At present, the phossy jaw is recognized as bisphosphonate-induced osteonecrosis of the jaw (BIONJ) (Pollock et al., 2015). It can appear not only due to exposure to toxic fumes but also as a consequence of specific treatment or drug intake. The link between these two conditions was established in 2003. Since then, specialists have been engaged in the development of a treatment for this condition.
It has been proved that the course of treatment should depend on the nature of the clinical manifestations. General restorative and symptomatic therapies are available to cure this illness. In the first stage of the disease, it is necessary to exclude contact with phosphorus without further treatment (Gordon, 2017). In the second and third stages, it is crucial to resort to surgical intervention (Hellstein & Marek, 2005). Together with surgical treatment, antibiotic and vitamin therapies are carried out. Timely cessation of contact with the poison and early surgical intervention will ensure healing, and other manifestations of BIONJ will be eliminated.
Notably, at present, there is no information on how to degrade white phosphorus without the artificial introduction of chemical reagents, which is a significant issue since phosphorus is one of the most dangerous of the toxic elements (Hellstein & Marek, 2005). There are no studies on the metabolism of this element in the presence of microbiota, as well as on the toxicity of phosphorus for prokaryotes. Therefore, it is necessary to find biogenic methods for white phosphorus detoxification.
It can be concluded that white phosphorus turned out to be extremely dangerous and led to severe poisoning of the body. The most frequently described symptoms of chronic phosphorus poisoning were osteoporosis, which arose in workers as a result of a calcium-phosphorus metabolism disorder. In severe cases, osteoporosis led to complete necrosis of bone tissue and the formation of abscess sore in that area. At present, the phossy jaw is recognized as bisphosphonate-induced osteonecrosis of the jaw. The evidence suggests that contemporary treatment regimens are quite effective and can help affected individuals to recuperate fully.

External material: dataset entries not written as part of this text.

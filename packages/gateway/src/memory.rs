//! In-memory [`Gateway`] with PostgREST filter semantics.
//!
//! Used by handler tests and for running the server without a store.
//! Tables are plain vectors of JSON rows. Supported behaviour matches the
//! subset of PostgREST the dashboard uses: `eq`/`gte`/`lte` filters,
//! single-column ordering with PostgREST null placement, limits and
//! column projection.

use std::cmp::Ordering;
use std::collections::{BTreeMap, BTreeSet};
use std::sync::RwLock;

use async_trait::async_trait;
use serde_json::{Map, Value};

use crate::{Direction, Filter, Gateway, GatewayError, Operator, RestQuery};

/// Status returned for tables marked as failing.
const FAILURE_STATUS: u16 = 503;

#[derive(Debug, Default)]
pub struct MemoryGateway {
    tables: RwLock<BTreeMap<String, Vec<Value>>>,
    failing: RwLock<BTreeSet<String>>,
}

impl MemoryGateway {
    #[must_use]
    pub fn new() -> Self {
        Self::default()
    }

    /// Builder form of [`Self::insert`]. A poisoned lock is logged and the
    /// rows are dropped.
    #[must_use]
    pub fn with_table(self, table: &str, rows: Vec<Value>) -> Self {
        if let Err(e) = self.insert(table, rows) {
            log::error!("Failed to seed table {table}: {e}");
        }
        self
    }

    /// Appends rows to `table`, creating it if needed.
    ///
    /// # Errors
    ///
    /// Returns [`GatewayError::Poisoned`] if the table lock is poisoned.
    pub fn insert(&self, table: &str, rows: Vec<Value>) -> Result<(), GatewayError> {
        self.tables
            .write()
            .map_err(|_| GatewayError::Poisoned)?
            .entry(table.to_string())
            .or_default()
            .extend(rows);
        Ok(())
    }

    /// Makes every later operation on `table` fail with HTTP 503.
    ///
    /// # Errors
    ///
    /// Returns [`GatewayError::Poisoned`] if the lock is poisoned.
    pub fn fail_table(&self, table: &str) -> Result<(), GatewayError> {
        self.failing
            .write()
            .map_err(|_| GatewayError::Poisoned)?
            .insert(table.to_string());
        Ok(())
    }

    /// A copy of every row in `table`.
    ///
    /// # Errors
    ///
    /// Returns [`GatewayError::Poisoned`] if the lock is poisoned.
    pub fn rows(&self, table: &str) -> Result<Vec<Value>, GatewayError> {
        Ok(self
            .tables
            .read()
            .map_err(|_| GatewayError::Poisoned)?
            .get(table)
            .cloned()
            .unwrap_or_default())
    }

    fn check_available(&self, table: &str) -> Result<(), GatewayError> {
        if self
            .failing
            .read()
            .map_err(|_| GatewayError::Poisoned)?
            .contains(table)
        {
            return Err(GatewayError::Status {
                status: FAILURE_STATUS,
                message: format!("{table} is unavailable"),
            });
        }
        Ok(())
    }

    fn matching(&self, query: &RestQuery) -> Result<Vec<Value>, GatewayError> {
        self.check_available(query.table_name())?;
        Ok(self
            .rows(query.table_name())?
            .into_iter()
            .filter(|row| query.filters().iter().all(|f| matches(row, f)))
            .collect())
    }
}

#[async_trait]
impl Gateway for MemoryGateway {
    async fn fetch(&self, query: &RestQuery) -> Result<Vec<Value>, GatewayError> {
        let mut rows = self.matching(query)?;

        if let Some((column, direction)) = query.ordering() {
            sort_rows(&mut rows, column, direction);
        }
        if let Some(limit) = query.row_limit() {
            rows.truncate(limit);
        }

        Ok(rows
            .into_iter()
            .map(|row| project(row, query.columns()))
            .collect())
    }

    async fn count(&self, query: &RestQuery) -> Result<u64, GatewayError> {
        Ok(self.matching(query)?.len() as u64)
    }

    async fn update(&self, query: &RestQuery, patch: Value) -> Result<Vec<Value>, GatewayError> {
        self.check_available(query.table_name())?;

        let Value::Object(patch) = patch else {
            return Err(GatewayError::Decode {
                table: query.table_name().to_string(),
                message: "patch must be a JSON object".to_string(),
            });
        };

        let mut tables = self.tables.write().map_err(|_| GatewayError::Poisoned)?;
        let Some(rows) = tables.get_mut(query.table_name()) else {
            return Ok(Vec::new());
        };

        let mut updated = Vec::new();
        for row in rows.iter_mut() {
            if !query.filters().iter().all(|f| matches(row, f)) {
                continue;
            }
            if let Value::Object(fields) = row {
                for (key, value) in &patch {
                    fields.insert(key.clone(), value.clone());
                }
            }
            updated.push(project(row.clone(), query.columns()));
        }

        Ok(updated)
    }
}

fn cell<'a>(row: &'a Value, column: &str) -> Option<&'a Value> {
    row.get(column).filter(|v| !v.is_null())
}

fn matches(row: &Value, filter: &Filter) -> bool {
    let Some(value) = cell(row, &filter.column) else {
        return false;
    };

    match filter.operator {
        Operator::Eq => values_equal(value, &filter.value),
        Operator::Gte => compare(value, &filter.value).is_some_and(Ordering::is_ge),
        Operator::Lte => compare(value, &filter.value).is_some_and(Ordering::is_le),
    }
}

/// JSON equality, except that a string compares equal to a number or
/// boolean with the same text, and numbers compare by value.
fn values_equal(value: &Value, expected: &Value) -> bool {
    match (value, expected) {
        (Value::Number(a), Value::Number(b)) => a.as_f64() == b.as_f64(),
        (Value::Number(_) | Value::Bool(_), Value::String(s))
        | (Value::String(s), Value::Number(_) | Value::Bool(_)) => {
            let other = if value.is_string() { expected } else { value };
            other.to_string() == *s
        }
        _ => value == expected,
    }
}

fn as_number(value: &Value) -> Option<f64> {
    match value {
        Value::Number(n) => n.as_f64(),
        Value::String(s) => s.trim().parse().ok(),
        _ => None,
    }
}

/// Numeric comparison when both sides are numeric, lexical when both are
/// strings, otherwise incomparable.
fn compare(a: &Value, b: &Value) -> Option<Ordering> {
    if let (Value::String(x), Value::String(y)) = (a, b) {
        return Some(x.cmp(y));
    }
    as_number(a)?.partial_cmp(&as_number(b)?)
}

/// Stable sort with nulls last ascending and first descending.
fn sort_rows(rows: &mut [Value], column: &str, direction: Direction) {
    rows.sort_by(|a, b| {
        let ascending = match (cell(a, column), cell(b, column)) {
            (None, None) => Ordering::Equal,
            (None, Some(_)) => Ordering::Greater,
            (Some(_), None) => Ordering::Less,
            (Some(x), Some(y)) => sort_key_cmp(x, y),
        };
        match direction {
            Direction::Asc => ascending,
            Direction::Desc => ascending.reverse(),
        }
    });
}

/// Total order for sorting: numbers, then strings, then booleans, then
/// everything else.
fn sort_key_cmp(a: &Value, b: &Value) -> Ordering {
    fn rank(value: &Value) -> u8 {
        match value {
            Value::Number(_) => 0,
            Value::String(_) => 1,
            Value::Bool(_) => 2,
            _ => 3,
        }
    }

    match (a, b) {
        (Value::Number(x), Value::Number(y)) => x
            .as_f64()
            .unwrap_or(f64::NAN)
            .total_cmp(&y.as_f64().unwrap_or(f64::NAN)),
        (Value::String(x), Value::String(y)) => x.cmp(y),
        (Value::Bool(x), Value::Bool(y)) => x.cmp(y),
        _ => rank(a).cmp(&rank(b)),
    }
}

fn project(row: Value, columns: Option<&str>) -> Value {
    let Some(columns) = columns.map(str::trim).filter(|c| *c != "*") else {
        return row;
    };
    let Value::Object(fields) = row else {
        return row;
    };

    let projected: Map<String, Value> = columns
        .split(',')
        .map(str::trim)
        .filter_map(|column| fields.get(column).map(|v| (column.to_string(), v.clone())))
        .collect();
    Value::Object(projected)
}

#[cfg(test)]
mod tests {
    use serde_json::json;

    use super::*;

    fn gateway() -> MemoryGateway {
        MemoryGateway::new().with_table(
            "users",
            vec![
                json!({"id": 1, "name": "Ana", "state": "NSW", "rating": 4, "created_at": "2025-10-01"}),
                json!({"id": 2, "name": "Ben", "state": "VIC", "rating": 2, "created_at": "2025-10-03"}),
                json!({"id": 3, "name": "Cal", "state": "NSW", "rating": null, "created_at": "2025-10-02"}),
                json!({"id": 4, "name": "Dee", "state": "QLD", "rating": 5, "created_at": "2025-10-04"}),
            ],
        )
    }

    fn ids(rows: &[Value]) -> Vec<i64> {
        rows.iter().filter_map(|r| r["id"].as_i64()).collect()
    }

    #[tokio::test]
    async fn eq_filter() {
        let rows = gateway()
            .fetch(&RestQuery::table("users").eq("state", "NSW"))
            .await
            .unwrap();
        assert_eq!(ids(&rows), vec![1, 3]);
    }

    #[tokio::test]
    async fn eq_matches_numbers_by_text() {
        let gateway = gateway();
        let rows = gateway
            .fetch(&RestQuery::table("users").eq("id", "2"))
            .await
            .unwrap();
        assert_eq!(ids(&rows), vec![2]);

        let rows = gateway
            .fetch(&RestQuery::table("users").eq("id", 2.0))
            .await
            .unwrap();
        assert_eq!(ids(&rows), vec![2]);
    }

    #[tokio::test]
    async fn range_filters_skip_nulls() {
        let rows = gateway()
            .fetch(&RestQuery::table("users").gte("rating", 3).lte("rating", 4.5))
            .await
            .unwrap();
        assert_eq!(ids(&rows), vec![1]);
    }

    #[tokio::test]
    async fn ordering_places_nulls() {
        let gateway = gateway();
        let asc = gateway
            .fetch(&RestQuery::table("users").order("rating", Direction::Asc))
            .await
            .unwrap();
        assert_eq!(ids(&asc), vec![2, 1, 4, 3]);

        let desc = gateway
            .fetch(&RestQuery::table("users").order("rating", Direction::Desc))
            .await
            .unwrap();
        assert_eq!(ids(&desc), vec![3, 4, 1, 2]);
    }

    #[tokio::test]
    async fn order_limit_and_select() {
        let rows = gateway()
            .fetch(
                &RestQuery::table("users")
                    .select("id, name")
                    .order("created_at", Direction::Desc)
                    .limit(2),
            )
            .await
            .unwrap();
        assert_eq!(rows, vec![json!({"id": 4, "name": "Dee"}), json!({"id": 2, "name": "Ben"})]);
    }

    #[tokio::test]
    async fn fetch_one_and_count() {
        let gateway = gateway();
        let row = gateway
            .fetch_one(&RestQuery::table("users").eq("name", "Cal"))
            .await
            .unwrap();
        assert_eq!(row.unwrap()["id"], 3);

        let none = gateway
            .fetch_one(&RestQuery::table("users").eq("name", "Zed"))
            .await
            .unwrap();
        assert!(none.is_none());

        let count = gateway
            .count(&RestQuery::table("users").eq("state", "NSW").limit(1))
            .await
            .unwrap();
        assert_eq!(count, 2);

        assert_eq!(gateway.count(&RestQuery::table("missing")).await.unwrap(), 0);
    }

    #[tokio::test]
    async fn update_returns_changed_rows() {
        let gateway = gateway();
        let updated = gateway
            .update(&RestQuery::table("users").eq("id", 2), json!({"state": "TAS"}))
            .await
            .unwrap();
        assert_eq!(updated.len(), 1);
        assert_eq!(updated[0]["state"], "TAS");

        let rows = gateway
            .fetch(&RestQuery::table("users").eq("state", "TAS"))
            .await
            .unwrap();
        assert_eq!(ids(&rows), vec![2]);

        let none = gateway
            .update(&RestQuery::table("users").eq("id", 99), json!({"state": "WA"}))
            .await
            .unwrap();
        assert!(none.is_empty());
    }

    #[tokio::test]
    async fn failing_tables() {
        let gateway = gateway();
        gateway.fail_table("users").unwrap();
        let err = gateway.fetch(&RestQuery::table("users")).await.unwrap_err();
        assert!(matches!(err, GatewayError::Status { status: 503, .. }));
        assert!(gateway.count(&RestQuery::table("users")).await.is_err());
    }

    #[test]
    fn seeding_a_poisoned_gateway_reports_poisoned() {
        let gateway = MemoryGateway::new();
        let _ = std::panic::catch_unwind(std::panic::AssertUnwindSafe(|| {
            let _guard = gateway.tables.write().unwrap();
            panic!("poison the table lock");
        }));

        let gateway = gateway.with_table("users", vec![json!({"id": 1})]);
        assert!(matches!(gateway.rows("users"), Err(GatewayError::Poisoned)));
        assert!(matches!(
            gateway.insert("users", vec![json!({"id": 2})]),
            Err(GatewayError::Poisoned)
        ));
    }
}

Gordon, B. (2017). Phossy jaw and the French match workers: Occupational health and women in the third republic. London, UK: Routledge.
Hellstein, J. W., & Marek, C. L. (2005). Bisphosphonate osteochemonecrosis (bis-phossy jaw): Is this phossy jaw of the 21st century? Journal of Oral and Maxillofacial Surgery, 63(5), 682-689.
Marx, R. E. (2008). Uncovering the cause of “phossy jaw” circa 1858 to 1906: Oral and maxillofacial surgery closed case files-case closed. Journal of Oral and Maxillofacial Surgery, 66(11), 2356-2363.
Moss, D. A. (1994). Kindling a flame under federalism: Progressive reformers, corporate elites, and the phosphorous match campaign of 1909-1912. Business History Review, 68(2), 244-275.
Pollock, R. A., Brown, T. W., & Rubin, D. M. (2015). “Phossy jaw” and “bis-phossy jaw” of the 19th and the 21st centuries: The disunity of John Walker and the friction match. Craniomaxillofacial Trauma & Reconstruction, 8(3), 262-270.
Rasmusson, L., & Abtahi, J. (2014). Bisphosphonate associated osteonecrosis of the jaw: An update on pathophysiology, risk factors, and treatment. International Journal of Dentistry, 1-9.